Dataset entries

········

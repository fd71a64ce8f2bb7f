// Copyright 2026 Phillip Cloud
// Licensed under the Apache License, Version 2.0

/// The dashboard's focusable panels.
#[derive(Debug, Clone, Copy, PartialEq, Eq)]
pub enum PanelKind {
    Map,
    Ranked,
    Search,
    Chart,
}

impl PanelKind {
    pub const ALL: [Self; 4] = [Self::Map, Self::Ranked, Self::Search, Self::Chart];

    pub const fn label(self) -> &'static str {
        match self {
            Self::Map => "map",
            Self::Ranked => "ranked",
            Self::Search => "search",
            Self::Chart => "chart",
        }
    }
}

#[derive(Debug, Clone, PartialEq, Eq)]
pub struct AppState {
    pub focus: PanelKind,
    pub status_line: Option<String>,
}

impl Default for AppState {
    fn default() -> Self {
        Self {
            focus: PanelKind::Map,
            status_line: None,
        }
    }
}

#[derive(Debug, Clone, PartialEq, Eq)]
pub enum AppCommand {
    NextPanel,
    PrevPanel,
    FocusPanel(PanelKind),
    SetStatus(String),
    ClearStatus,
}

#[derive(Debug, Clone, PartialEq, Eq)]
pub enum AppEvent {
    FocusChanged(PanelKind),
    StatusUpdated(String),
    StatusCleared,
}

impl AppState {
    pub fn dispatch(&mut self, command: AppCommand) -> Vec<AppEvent> {
        match command {
            AppCommand::NextPanel => self.rotate_focus(1),
            AppCommand::PrevPanel => self.rotate_focus(-1),
            AppCommand::FocusPanel(panel) => {
                self.focus = panel;
                vec![AppEvent::FocusChanged(panel)]
            }
            AppCommand::SetStatus(message) => {
                self.status_line = Some(message.clone());
                vec![AppEvent::StatusUpdated(message)]
            }
            AppCommand::ClearStatus => {
                self.status_line = None;
                vec![AppEvent::StatusCleared]
            }
        }
    }

    fn rotate_focus(&mut self, delta: isize) -> Vec<AppEvent> {
        let panels = PanelKind::ALL;
        let current = panels
            .iter()
            .position(|panel| *panel == self.focus)
            .unwrap_or(0) as isize;
        let len = panels.len() as isize;
        let next = (current + delta).rem_euclid(len) as usize;
        self.focus = panels[next];
        vec![AppEvent::FocusChanged(self.focus)]
    }
}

········

**Problem to work on**
All of the entries should be output exactly as they appear above.

**Task result**
repository fd71a64ce8f2bb7f
// Copyright 2026 Phillip Cloud
// Licensed under the Apache License, Version 2.0

/// The dashboard's focusable panels.
#[derive(Debug, Clone, Copy, PartialEq, Eq)]
pub enum PanelKind {
    Map,
    Ranked,
    Search,
    Chart,
}

impl PanelKind {
    pub const ALL: [Self; 4] = [Self::Map, Self::Ranked, Self::Search, Self::Chart];

    pub const fn label(self) -> &'static str {
        match self {
            Self::Map => "map",
            Self::Ranked => "ranked",
            Self::Search => "search",
            Self::Chart => "chart",
        }
    }
}

#[derive(Debug, Clone, PartialEq, Eq)]
pub struct AppState {
    pub focus: PanelKind,
    pub status_line: Option<String>,
}

impl Default for AppState {
    fn default() -> Self {
        Self {
            focus: PanelKind::Map,
            status_line: None,
        }
    }
}

#[derive(Debug, Clone, PartialEq, Eq)]
pub enum AppCommand {
    NextPanel,
    PrevPanel,
    FocusPanel(PanelKind),
    SetStatus(String),
    ClearStatus,
}

#[derive(Debug, Clone, PartialEq, Eq)]
pub enum AppEvent {
    FocusChanged(PanelKind),
    StatusUpdated(String),
    StatusCleared,
}

impl AppState {
    pub fn dispatch(&mut self, command: AppCommand) -> Vec<AppEvent> {
        match command {
            AppCommand::NextPanel => self.rotate_focus(1),
            AppCommand::PrevPanel => self.rotate_focus(-1),
            AppCommand::FocusPanel(panel) => {
                self.focus = panel;
                vec![AppEvent::FocusChanged(panel)]
            }
            AppCommand::SetStatus(message) => {
                self.status_line = Some(message.clone());
                vec![AppEvent::StatusUpdated(message)]
            }
            AppCommand::ClearStatus => {
                self.status_line = None;
                vec![AppEvent::StatusCleared]
            }
        }
    }

    fn rotate_focus(&mut self, delta: isize) -> Vec<AppEvent> {
        let panels = PanelKind::ALL;
        let current = panels
            .iter()
            .position(|panel| *panel == self.focus)
            .unwrap_or(0) as isize;
        let len = panels.len() as isize;
        let next = (current + delta).rem_euclid(len) as usize;
        self.focus = panels[next];
        vec![AppEvent::FocusChanged(self.focus)]
    }
}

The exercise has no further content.